Les populations pauvres les plus impactées

Les mesures d’isolement ont conduit une grande partie des populations, parmi les plus démunies, à perdre leurs revenus de subsistance, en particulier dans les secteurs d’activité informels, soit plus de 40 % de la force de travail. Dans un pays où 13,5 millions de personnes sont dans une situation d’extrême pauvreté (moins de 1 dollar par jour), toute chute brutale des revenus dans le secteur informel entraîne une recrudescence rapide du problème de la faim. Certaines populations rurales informelles, pêcheurs et agriculteurs, ont également subi une baisse brutale de leurs revenus de subsistance suite à la fermeture des marchés urbains.

Compte tenu du retard et de l'absence d'actions du gouvernement, principalement au niveau fédéral, les populations les plus pauvres se sont donc rapidement retrouvées, seules, face à un lourd dilemme : rester confinées et faire face aux problèmes de la misère et de la faim, ou chercher à travailler et s’exposer au risque d’une contamination, dans un pays où l’accès à la santé est très sélectif.

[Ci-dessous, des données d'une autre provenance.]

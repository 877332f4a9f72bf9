use super::error::{ErrorKind, Path, ValidationError, ValidationErrors};
use super::geojson::{
    Bbox, Feature, FeatureCollection, FeatureId, GeoJson, GeoJsonType, Geometry, LinearRing,
    Position,
};
use serde_json::{Map, Value};

type Checked<T> = Result<T, ValidationErrors>;

const GEOMETRY_TYPE: &str = "one of the seven geometry type names";
const ANY_TYPE: &str = "one of the nine GeoJSON type names";
const POSITION: &str = "position (array of 2 or 3 numbers)";
const LOOSE_POSITION: &str = "position (array of at least 2 numbers)";
const POSITIONS: &str = "array of positions";
const LINE_STRING: &str = "array of 2 or more positions";
const LINE_STRINGS: &str = "array of line strings";
const RING: &str = "linear ring (array of 4 or more positions)";
const CLOSED_RING: &str = "closed linear ring (first and last positions equal)";
const RINGS: &str = "array of linear rings";
const POLYGONS: &str = "array of polygons";
const GEOMETRIES: &str = "array of geometries";
const FEATURES: &str = "array of features";
const OBJECT: &str = "object";
const BBOX: &str = "array of numbers with even length of at least 4";
const BBOX_ORDER: &str = "min <= max for every axis";

/// Which conformance level the validator enforces.
#[derive(Debug, Clone, Copy, PartialEq, Eq)]
pub enum Rules {
    /// RFC 7946: bounded position arity, line and ring minimum sizes, closed rings.
    Strict,
    /// Nesting depth and numeric positions only.
    Permissive,
}

impl Default for Rules {
    fn default() -> Self {
        Rules::Strict
    }
}

/// Validates parsed JSON values against the GeoJSON object model.
///
/// Validation reads the `type` discriminant first and dispatches to exactly one
/// variant. The shared members (`type`, `bbox`) and the variant members are
/// checked independently and both must pass.
///
/// # Example
///
/// ```
/// use geojson_validate::Validator;
/// use serde_json::json;
///
/// let validator = Validator::new().collect_all();
/// let value = json!({
///     "type": "FeatureCollection",
///     "features": [
///         {"type": "Feature", "geometry": null},
///         {"type": "Feature", "geometry": {"type": "Circle"}, "properties": {}},
///     ],
/// });
/// let errors = validator.feature_collection(&value).unwrap_err();
/// assert_eq!(errors.len(), 2);
/// ```
#[derive(Debug, Clone, Copy, Default)]
pub struct Validator {
    rules: Rules,
    collect_all: bool,
}

impl Validator {
    pub fn new() -> Self {
        Validator::default()
    }

    pub fn permissive(mut self) -> Self {
        self.rules = Rules::Permissive;
        self
    }

    pub fn with_rules(mut self, rules: Rules) -> Self {
        self.rules = rules;
        self
    }

    /// Keep going after the first malformed child and report all of them.
    pub fn collect_all(mut self) -> Self {
        self.collect_all = true;
        self
    }

    pub fn rules(&self) -> Rules {
        self.rules
    }

    pub fn geometry(&self, value: &Value) -> Checked<Geometry> {
        self.geometry_at(value, &Path::root())
    }

    pub fn feature(&self, value: &Value) -> Checked<Feature> {
        self.feature_at(value, &Path::root())
    }

    pub fn feature_collection(&self, value: &Value) -> Checked<FeatureCollection> {
        self.feature_collection_at(value, &Path::root())
    }

    pub fn bbox(&self, value: &Value) -> Checked<Bbox> {
        bbox(value, &Path::root()).map_err(ValidationErrors::from)
    }

    /// Validates any of the nine GeoJSON object types.
    pub fn any(&self, value: &Value) -> Checked<GeoJson> {
        let path = Path::root();
        let kind = discriminant(object(value, &path)?, &path, ANY_TYPE)?;
        match kind {
            GeoJsonType::Feature => self.feature_at(value, &path).map(GeoJson::Feature),
            GeoJsonType::FeatureCollection => self
                .feature_collection_at(value, &path)
                .map(GeoJson::FeatureCollection),
            _ => self.geometry_at(value, &path).map(GeoJson::Geometry),
        }
    }

    fn geometry_at(&self, value: &Value, path: &Path) -> Checked<Geometry> {
        let object = object(value, path)?;
        let kind = discriminant(object, path, GEOMETRY_TYPE)?;
        if !kind.is_geometry() {
            return Err(ValidationError::invalid_type(path.key("type"), GEOMETRY_TYPE).into());
        }
        let bbox = optional_bbox(object, path);
        let variant = self.variant(kind, object, path);
        let (bbox, mut geometry) = both(bbox, variant)?;
        attach_bbox(&mut geometry, bbox);
        Ok(geometry)
    }

    /// Checks the members specific to `kind`, leaving `bbox` unset.
    fn variant(
        &self,
        kind: GeoJsonType,
        object: &Map<String, Value>,
        path: &Path,
    ) -> Checked<Geometry> {
        if kind == GeoJsonType::GeometryCollection {
            let geometries = self.each(object, path, "geometries", GEOMETRIES, |v, p| {
                self.geometry_at(v, p)
            })?;
            return Ok(Geometry::GeometryCollection {
                geometries,
                bbox: None,
            });
        }

        let at = path.key("coordinates");
        let coordinates = object.get("coordinates").ok_or_else(|| {
            ValidationError::shape_mismatch(at.clone(), expected_coordinates(kind))
        })?;

        let geometry = match kind {
            GeoJsonType::Point => Geometry::Point {
                coordinates: self.position(coordinates, &at)?,
                bbox: None,
            },
            GeoJsonType::MultiPoint => Geometry::MultiPoint {
                coordinates: self.positions(coordinates, &at)?,
                bbox: None,
            },
            GeoJsonType::LineString => Geometry::LineString {
                coordinates: self.line_string(coordinates, &at, true)?,
                bbox: None,
            },
            GeoJsonType::MultiLineString => Geometry::MultiLineString {
                coordinates: array(coordinates, &at, LINE_STRINGS)?
                    .iter()
                    .enumerate()
                    .map(|(idx, line)| self.line_string(line, &at.index(idx), false))
                    .collect::<Result<_, _>>()?,
                bbox: None,
            },
            GeoJsonType::Polygon => Geometry::Polygon {
                coordinates: self.polygon(coordinates, &at)?,
                bbox: None,
            },
            GeoJsonType::MultiPolygon => Geometry::MultiPolygon {
                coordinates: array(coordinates, &at, POLYGONS)?
                    .iter()
                    .enumerate()
                    .map(|(idx, polygon)| self.polygon(polygon, &at.index(idx)))
                    .collect::<Result<_, _>>()?,
                bbox: None,
            },
            GeoJsonType::GeometryCollection
            | GeoJsonType::Feature
            | GeoJsonType::FeatureCollection => {
                return Err(ValidationError::invalid_type(path.key("type"), GEOMETRY_TYPE).into())
            }
        };
        Ok(geometry)
    }

    fn feature_at(&self, value: &Value, path: &Path) -> Checked<Feature> {
        let object = object(value, path)?;
        let kind = discriminant(object, path, "\"Feature\"")?;
        if kind != GeoJsonType::Feature {
            return Err(ValidationError::invalid_type(path.key("type"), "\"Feature\"").into());
        }
        let bbox = optional_bbox(object, path);

        let geometry = match object.get("geometry") {
            None => Err(ValidationError::shape_mismatch(
                path.key("geometry"),
                "geometry object or null",
            )
            .into()),
            Some(Value::Null) => Ok(None),
            Some(geometry) => self.geometry_at(geometry, &path.key("geometry")).map(Some),
        };

        let properties = match object.get("properties") {
            Some(Value::Object(properties)) => Ok(Some(properties.clone())),
            Some(Value::Null) => Ok(None),
            _ => Err(ValidationErrors::from(ValidationError::shape_mismatch(
                path.key("properties"),
                "object or null",
            ))),
        };

        let id = match object.get("id") {
            None => Ok(None),
            Some(Value::String(id)) => Ok(Some(FeatureId::String(id.clone()))),
            Some(Value::Number(id)) => Ok(Some(FeatureId::Number(id.clone()))),
            Some(_) => Err(ValidationErrors::from(ValidationError::shape_mismatch(
                path.key("id"),
                "string or number",
            ))),
        };

        let ((bbox, geometry), (properties, id)) =
            both(both(bbox, geometry), both(properties, id))?;
        Ok(Feature {
            id,
            geometry,
            properties,
            bbox,
        })
    }

    fn feature_collection_at(&self, value: &Value, path: &Path) -> Checked<FeatureCollection> {
        let object = object(value, path)?;
        let kind = discriminant(object, path, "\"FeatureCollection\"")?;
        if kind != GeoJsonType::FeatureCollection {
            return Err(
                ValidationError::invalid_type(path.key("type"), "\"FeatureCollection\"").into(),
            );
        }
        let bbox = optional_bbox(object, path);
        let features = self.each(object, path, "features", FEATURES, |v, p| {
            self.feature_at(v, p)
        });
        let (bbox, features) = both(bbox, features)?;
        Ok(FeatureCollection { features, bbox })
    }

    /// Validates every entry of the array member `key`, tagging errors with
    /// the entry index.
    fn each<T>(
        &self,
        object: &Map<String, Value>,
        path: &Path,
        key: &str,
        expected: &'static str,
        validate: impl Fn(&Value, &Path) -> Checked<T>,
    ) -> Checked<Vec<T>> {
        let at = path.key(key);
        let entries = match object.get(key) {
            Some(Value::Array(entries)) => entries,
            _ => return Err(ValidationError::shape_mismatch(at, expected).into()),
        };

        let mut items = Vec::with_capacity(entries.len());
        let mut errors: Option<ValidationErrors> = None;
        for (idx, entry) in entries.iter().enumerate() {
            match validate(entry, &at.index(idx)) {
                Ok(item) => items.push(item),
                Err(err) if !self.collect_all => return Err(err),
                Err(err) => {
                    errors = Some(match errors.take() {
                        Some(mut all) => {
                            all.extend(err);
                            all
                        }
                        None => err,
                    })
                }
            }
        }
        match errors {
            Some(errors) => Err(errors),
            None => Ok(items),
        }
    }

    fn position(&self, value: &Value, path: &Path) -> Result<Position, ValidationError> {
        let (expected, max) = match self.rules {
            Rules::Strict => (POSITION, 3),
            Rules::Permissive => (LOOSE_POSITION, usize::MAX),
        };
        let numbers = numbers(value)
            .ok_or_else(|| ValidationError::shape_mismatch(path.clone(), expected))?;
        if numbers.len() < 2 || numbers.len() > max {
            return Err(ValidationError::shape_mismatch(path.clone(), expected));
        }
        Ok(Position(numbers))
    }

    fn positions(&self, value: &Value, path: &Path) -> Result<Vec<Position>, ValidationError> {
        array(value, path, POSITIONS)?
            .iter()
            .enumerate()
            .map(|(idx, position)| self.position(position, &path.index(idx)))
            .collect()
    }

    /// An empty line is only a valid LineString geometry, never a member of a
    /// MultiLineString.
    fn line_string(
        &self,
        value: &Value,
        path: &Path,
        allow_empty: bool,
    ) -> Result<Vec<Position>, ValidationError> {
        let positions = self.positions(value, path)?;
        let too_short = positions.len() == 1 || (positions.is_empty() && !allow_empty);
        if self.rules == Rules::Strict && too_short {
            return Err(ValidationError::shape_mismatch(path.clone(), LINE_STRING));
        }
        Ok(positions)
    }

    fn ring(&self, value: &Value, path: &Path) -> Result<LinearRing, ValidationError> {
        let positions = self.positions(value, path)?;
        if self.rules == Rules::Strict {
            if positions.len() < 4 {
                return Err(ValidationError::shape_mismatch(path.clone(), RING));
            }
            if positions.first() != positions.last() {
                return Err(ValidationError::shape_mismatch(path.clone(), CLOSED_RING));
            }
        }
        Ok(positions)
    }

    fn polygon(&self, value: &Value, path: &Path) -> Result<Vec<LinearRing>, ValidationError> {
        array(value, path, RINGS)?
            .iter()
            .enumerate()
            .map(|(idx, ring)| self.ring(ring, &path.index(idx)))
            .collect()
    }
}
impl LayerManager {
    pub fn new(config: LayerConfig) -> Self {
        Self { config }
    }

    pub fn config(&self) -> &LayerConfig {
        &self.config
    }

    pub fn is_enabled(&self) -> bool {
        self.config.enabled
    }

    fn edit(
        &self,
        doc: &DocumentState,
        f: impl FnOnce(&mut LayerEdit) -> EngineResult<(Option<LayerId>, String)>,
    ) -> EngineResult<LayerChange> {
        if !self.config.enabled {
            return Err(EngineError::LayersDisabled);
        }
        let mut edit = LayerEdit {
            layers: doc.layers.clone(),
            elements: doc.elements.clone(),
            selected: doc.selected.clone(),
            affected: Vec::new(),
        };
        let (layer_id, message) = f(&mut edit)?;
        edit.layers.recompute_z_indices();
        Ok(LayerChange {
            layers: edit.layers,
            elements: edit.elements,
            selected: edit.selected,
            layer_id,
            affected_elements: edit.affected,
            message,
        })
    }

    fn next_name(layers: &LayerState) -> String {
        let mut n = layers.len() + 1;
        while layers.layers.iter().any(|l| l.name == format!("Layer {n}")) {
            n += 1;
        }
        format!("Layer {n}")
    }

    /// Create a layer on top and make it active.
    pub fn create_layer(&self, doc: &DocumentState, name: Option<&str>) -> EngineResult<LayerChange> {
        let max = self.config.max_layers;
        self.edit(doc, |edit| {
            if edit.layers.len() >= max {
                return Err(EngineError::LayerLimit(max));
            }
            let name = match name {
                Some(name) if !name.trim().is_empty() => name.trim().to_string(),
                _ => Self::next_name(&edit.layers),
            };
            let color = LAYER_COLORS[edit.layers.len() % LAYER_COLORS.len()];
            let layer = Layer::new(name, color);
            let id = layer.id;
            let message = format!("Created layer \"{}\"", layer.name);
            edit.layers.layers.push(layer);
            edit.layers.active_layer_id = Some(id);
            Ok((Some(id), message))
        })
    }

    /// Delete a layer together with its elements.
    ///
    /// The last remaining layer is never deleted and yields
    /// [`EngineError::LastLayer`]; the engine then empties it with
    /// [`Self::clear_layer`].
    pub fn delete_layer(&self, doc: &DocumentState, id: LayerId) -> EngineResult<LayerChange> {
        self.edit(doc, |edit| {
            let index = edit.layers.require(id)?;
            if edit.layers.len() <= 1 {
                return Err(EngineError::LastLayer);
            }
            let members = edit.layers.layers[index].element_ids.clone();
            edit.affected = delete_elements(&mut edit.elements, &mut edit.layers, &members);
            edit.selected.retain(|s| !members.contains(s));

            let mut removed = edit.layers.layers.remove(index);
            if removed.sync_state != SyncState::New {
                removed.sync_state = SyncState::Deleted;
                removed.element_ids.clear();
                edit.layers.deleted_layers.push(removed.clone());
            }
            if edit.layers.isolated_layer_id == Some(id) {
                edit.layers.isolated_layer_id = None;
            }
            if edit.layers.active_layer_id == Some(id) {
                let fallback = index.min(edit.layers.len() - 1);
                edit.layers.active_layer_id = edit.layers.layers.get(fallback).map(|l| l.id);
            }
            Ok((Some(id), format!("Deleted layer \"{}\"", removed.name)))
        })
    }

    /// Delete every element of a layer, keeping the layer. Locked layers refuse.
    pub fn clear_layer(&self, doc: &DocumentState, id: LayerId) -> EngineResult<LayerChange> {
        doc.layers.require_unlocked(id)?;
        self.empty_layer(doc, id)
    }

    /// Delete every element of a layer regardless of its lock; used when
    /// the last layer is deleted.
    pub(crate) fn empty_layer(&self, doc: &DocumentState, id: LayerId) -> EngineResult<LayerChange> {
        self.edit(doc, |edit| {
            let index = edit.layers.require(id)?;
            let members = edit.layers.layers[index].element_ids.clone();
            edit.affected = delete_elements(&mut edit.elements, &mut edit.layers, &members);
            edit.selected.retain(|s| !members.contains(s));
            Ok((Some(id), format!("Cleared {} elements", edit.affected.len())))
        })
    }

    /// Copy a layer and its elements above the original; copies are new.
    pub fn duplicate_layer(&self, doc: &DocumentState, id: LayerId) -> EngineResult<LayerChange> {
        let max = self.config.max_layers;
        self.edit(doc, |edit| {
            let index = edit.layers.require(id)?;
            if edit.layers.len() >= max {
                return Err(EngineError::LayerLimit(max));
            }
            let source = &edit.layers.layers[index];
            let mut copy = source.clone();
            copy.id = Uuid::new_v4();
            copy.name = format!("{} copy", source.name);
            copy.sync_state = SyncState::New;
            copy.added_categories.clear();
            copy.removed_categories.clear();
            copy.element_ids.clear();

            let members: HashSet<ElementId> = source.element_ids.iter().copied().collect();
            let mut clones = Vec::new();
            for element in edit.elements.iter().filter(|e| members.contains(&e.id) && !e.is_deleted()) {
                let mut clone = element.clone();
                clone.regenerate_id();
                clone.layer_id = Some(copy.id);
                clone.group_id = None;
                clone.sync_state = SyncState::New;
                copy.element_ids.push(clone.id);
                clones.push(clone);
            }
            edit.affected = copy.element_ids.clone();
            let copy_id = copy.id;
            let message = format!("Duplicated layer as \"{}\"", copy.name);
            edit.elements.extend(clones);
            edit.layers.layers.insert(index + 1, copy);
            edit.layers.active_layer_id = Some(copy_id);
            Ok((Some(copy_id), message))
        })
    }

    /// Move elements into a layer, keeping both sides of membership in step.
    ///
    /// Neither the target nor the layers the elements leave may be locked.
    pub fn move_elements_to_layer(
        &self,
        doc: &DocumentState,
        ids: &[ElementId],
        target: LayerId,
    ) -> EngineResult<LayerChange> {
        self.edit(doc, |edit| {
            edit.layers.require_unlocked(target)?;
            let wanted: HashSet<ElementId> = ids.iter().copied().collect();
            edit.layers.ensure_unlocked(edit.elements.iter().filter(|e| wanted.contains(&e.id)))?;
            let mut moved = Vec::new();
            for element in edit.elements.iter_mut().filter(|e| wanted.contains(&e.id) && !e.is_deleted()) {
                if element.layer_id != Some(target) {
                    element.mark_edited();
                }
                element.layer_id = Some(target);
                moved.push(element.id);
            }
            if moved.is_empty() {
                return Err(EngineError::NothingSelected);
            }
            let moved_set: HashSet<ElementId> = moved.iter().copied().collect();
            edit.layers.strip_members(&moved_set);
            if let Some(layer) = edit.layers.get_mut(target) {
                layer.element_ids.extend(moved.iter().copied());
            }
            let message = format!("Moved {} elements", moved.len());
            edit.affected = moved;
            Ok((Some(target), message))
        })
    }

    pub fn set_visibility(
        &self,
        doc: &DocumentState,
        id: LayerId,
        visibility: LayerVisibility,
    ) -> EngineResult<LayerChange> {
        self.edit(doc, |edit| {
            let index = edit.layers.require(id)?;
            let layer = &mut edit.layers.layers[index];
            layer.visibility = visibility;
            layer.mark_edited();
            let members = layer.element_ids.clone();
            // Hidden or locked elements cannot stay selected.
            if visibility != LayerVisibility::Visible {
                edit.selected.retain(|s| !members.contains(s));
            }
            Ok((Some(id), format!("Layer {:?}", visibility).to_lowercase()))
        })
    }

    pub fn set_opacity(&self, doc: &DocumentState, id: LayerId, opacity: f64) -> EngineResult<LayerChange> {
        self.edit(doc, |edit| {
            if !(0.0..=1.0).contains(&opacity) {
                return Err(EngineError::InvalidOpacity(opacity));
            }
            let index = edit.layers.require(id)?;
            let layer = &mut edit.layers.layers[index];
            layer.opacity = opacity;
            layer.mark_edited();
            Ok((Some(id), format!("Opacity {:.0}%", opacity * 100.0)))
        })
    }

    pub fn rename_layer(&self, doc: &DocumentState, id: LayerId, name: &str) -> EngineResult<LayerChange> {
        self.edit(doc, |edit| {
            let index = edit.layers.require(id)?;
            let layer = &mut edit.layers.layers[index];
            layer.name = name.trim().to_string();
            layer.mark_edited();
            Ok((Some(id), format!("Renamed layer to \"{}\"", layer.name)))
        })
    }

    pub fn set_description(&self, doc: &DocumentState, id: LayerId, description: &str) -> EngineResult<LayerChange> {
        self.edit(doc, |edit| {
            let index = edit.layers.require(id)?;
            let layer = &mut edit.layers.layers[index];
            layer.description = description.to_string();
            layer.mark_edited();
            Ok((Some(id), "Updated layer description".to_string()))
        })
    }

    pub fn set_color(&self, doc: &DocumentState, id: LayerId, color: SerializableColor) -> EngineResult<LayerChange> {
        self.edit(doc, |edit| {
            let index = edit.layers.require(id)?;
            let layer = &mut edit.layers.layers[index];
            layer.color = color;
            layer.mark_edited();
            Ok((Some(id), "Updated layer color".to_string()))
        })
    }

    /// Add and remove categories, appending each change to the diff logs.
    pub fn update_categories(
        &self,
        doc: &DocumentState,
        id: LayerId,
        add: &[String],
        remove: &[String],
    ) -> EngineResult<LayerChange> {
        self.edit(doc, |edit| {
            let index = edit.layers.require(id)?;
            let layer = &mut edit.layers.layers[index];
            let mut changed = 0;
            for category in add {
                if !layer.categories.contains(category) {
                    layer.categories.push(category.clone());
                    layer.added_categories.push(category.clone());
                    changed += 1;
                }
            }
            for category in remove {
                if let Some(pos) = layer.categories.iter().position(|c| c == category) {
                    layer.categories.remove(pos);
                    layer.removed_categories.push(category.clone());
                    changed += 1;
                }
            }
            if changed > 0 {
                layer.mark_edited();
            }
            Ok((Some(id), format!("Updated {changed} categories")))
        })
    }

    /// Toggle isolation: isolating the isolated layer clears it.
    pub fn isolate_layer(&self, doc: &DocumentState, id: LayerId) -> EngineResult<LayerChange> {
        self.edit(doc, |edit| {
            edit.layers.require(id)?;
            if edit.layers.isolated_layer_id == Some(id) {
                edit.layers.isolated_layer_id = None;
                return Ok((Some(id), "Isolation cleared".to_string()));
            }
            edit.layers.isolated_layer_id = Some(id);
            let hidden: HashSet<ElementId> = edit
                .layers
                .layers
                .iter()
                .filter(|l| l.id != id)
                .flat_map(|l| l.element_ids.iter().copied())
                .collect();
            edit.selected.retain(|s| !hidden.contains(s));
            Ok((Some(id), "Layer isolated".to_string()))
        })
    }

    pub fn set_active_layer(&self, doc: &DocumentState, id: LayerId) -> EngineResult<LayerChange> {
        self.edit(doc, |edit| {
            edit.layers.require(id)?;
            edit.layers.active_layer_id = Some(id);
            Ok((Some(id), "Active layer changed".to_string()))
        })
    }

    /// Move a layer to a new position in the order (clamped).
    pub fn move_layer(&self, doc: &DocumentState, id: LayerId, to_index: usize) -> EngineResult<LayerChange> {
        self.edit(doc, |edit| {
            let from = edit.layers.require(id)?;
            let to = to_index.min(edit.layers.len() - 1);
            let layer = edit.layers.layers.remove(from);
            edit.layers.layers.insert(to, layer);
            Ok((Some(id), format!("Moved layer to position {to}")))
        })
    }

    pub fn move_layer_up(&self, doc: &DocumentState, id: LayerId) -> EngineResult<LayerChange> {
        let index = doc.layers.require(id)?;
        self.move_layer(doc, id, index + 1)
    }

    pub fn move_layer_down(&self, doc: &DocumentState, id: LayerId) -> EngineResult<LayerChange> {
        let index = doc.layers.require(id)?;
        self.move_layer(doc, id, index.saturating_sub(1))
    }
}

Entre difficultés d'accès et actions politiques insuffisantes

Afin de compenser les chutes brutales de revenu des plus pauvres, de nombreux gouvernements locaux ont très rapidement mis en place des programmes d’urgence. Ils ont notamment organisé la distribution de paniers alimentaires composés d’aliments de base (riz, haricots…). Mais ces mesures, nécessaires, sont loin d’être suffisantes pour combler les déficits alimentaires croissants. En outre, la distribution centralisée d’une grande quantité de paniers a entraîné le regroupement de nombreuses personnes et les risques de transmission du virus.

La question de la mise en place d’un revenu d’urgence pour les populations informelles est donc entrée dans l’agenda politique. Une loi, votée le 2 avril, prévoit le versement mensuel de 600 BRL (environ 110 euros) par personne (1200 BRL par famille) pour les travailleurs informels et micro-entrepreneurs dont le revenu individuel est le plus faible. Mais le décret d’application n’a été signé par le président que le 7 avril. Avec une mise en œuvre tardive de cette mesure, à partir du 9 avril, les plus pauvres n’ont eu d’autres choix que de retourner dans la rue afin de chercher des sources de revenus pour subvenir à leurs besoins essentiels, mais élevant les risques de contamination.

En outre, l’accès au revenu d’urgence n’est pas garanti pour tous, en particulier pour les populations rurales. Il est conditionné à l’enregistrement préalable dans une base de données. Or, le dispositif est accessible à travers une application téléphonique, un site internet dédié, dans les agences d’une banque d’État ou les bureaux spécialisés dans des services de paiement (« loterias »). Et les populations les plus touchées économiquement sont loin de remplir les conditions d’accès à ce dispositif, dans un contexte où les services d’assistance sociale sont pratiquement à l’arrêt.

Des mesures d’urgence complémentaires pourraient être impulsées au niveau fédéral, à l’image de ce que le Gouvernement de l’état du Maranhão a mis en place avec succès : achat public de produits de l’agriculture familiale pour composer des colis alimentaires à distribuer directement chez les habitants, pour les plus pauvres, et dans des restaurants populaires, afin que les sans domicile fixe puissent les récupérer facilement.

Au-delà de ces mesures, cette crise pourrait constituer une opportunité pour s’attaquer au problème structurel des inégalités au Brésil. Certains, comme le sociologue Arilson Favareto, y voient une occasion pour repenser le rôle de l’État, engager des réformes fiscales et changer le modèle économique brésilien source de tant d’inégalités.